9. "The Man In Black's Blues"
This song stands apart from the rest of the record. It has this very zen feeling, an acceptance of letting go.
That's very true. It's a real face-value song about dealing with grief and bonafide loss, and allowing something to live inside you for the rest of your days in a way that's not bad, even though it feels terrible. I haven't explicitly written on the subject of death very much.
In previous interviews, you’ve talked about writing personally versus writing in character. What was the split on this album?
To me, the person singing definitely has more hang-ups about the world being a relentlessly bleak place than I do. That's just naturally where the writing went, and the soundscapes that John dreamt up reflect that. But as far as the split goes, I don't really know. I never know. There's always one or two songs which sound like me rambling in my head, and “The Raven” is maybe that. But I write what I know — that goofball writer rule number one. Everything that I write is true. It seems that I have seen or said, or heard said, or imagined being said.

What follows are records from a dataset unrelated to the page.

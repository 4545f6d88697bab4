//! Core types and trait definitions for the provgraph supply-chain graph.
//!
//! This crate is free of HTTP and database dependencies. Every other crate
//! depends on it.

// Native `async fn` in traits; the `Send` bounds are spelled out in
// `store::GraphStore` where they matter.
#![allow(async_fn_in_trait)]

pub mod artifact;
pub mod dependency;
pub mod dispatch;
pub mod document;
pub mod error;
pub mod id;
pub mod occurrence;
pub mod package;
pub mod purl;
pub mod sbom;
pub mod source;
pub mod store;
pub mod subject;

pub use error::{Classify, Error, ErrorKind, Result};
pub use id::{Id, IdOr};
pub use store::GraphStore;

Nothing about your lyrics seem writerly or contrived in that esoteric literary sense.
Singing really cuts through any contrivances in writing. When the craft shines through too much, the singing sounds dead inside. So after a while, you start to write into that, and now that's the only kind of thing I write, because that's the muscle of the note. You're just wandering around and you walk into this line, or you have this melody in your head, and all of a sudden these words pop into where the melody was. It's not something you can sculpt too much, though people do and they're really good at it.
This is a leftover from Kaputt. It's a waltz-time lullaby I wrote that never worked out.
The formatting of the title is different from the rest of the tracklist. Any particular reason, or did it just look right that way?
It just looked right, but it also blatantly rips off how Paul Celan titled a bunch of his later poems. That song had a working title for a long time that I just couldn't live with. I think it was called It “Ain't Easy Being a Baby.” I can't hack that title.
The nursery rhyme interpolation really stands out.
The song ducks and weaves that way. It has moments that sound right out of a children's rhyme, and then there's a lot of dark language, but in a quiet, lilting format that you could maybe, in part, sing along to.
This album has a lot of grim imagery. Are you personally a pessimist or an optimist, or somewhere in between?
I’m a big picture pessimist, and then but in the small moments of my life, total optimist. I think that's pretty standard. And I'll say that the record is not about the words; in a lot of ways, I think it's a very joyous record. I think there's this dissonance between what I'm saying and how I'm singing it, and the music that surrounds it and what the band brings and what the producer brings. These are all several different dissonances that come up with this one thing. Even if I describe a world that's a sack of shit, you can tell that I really enjoy the description.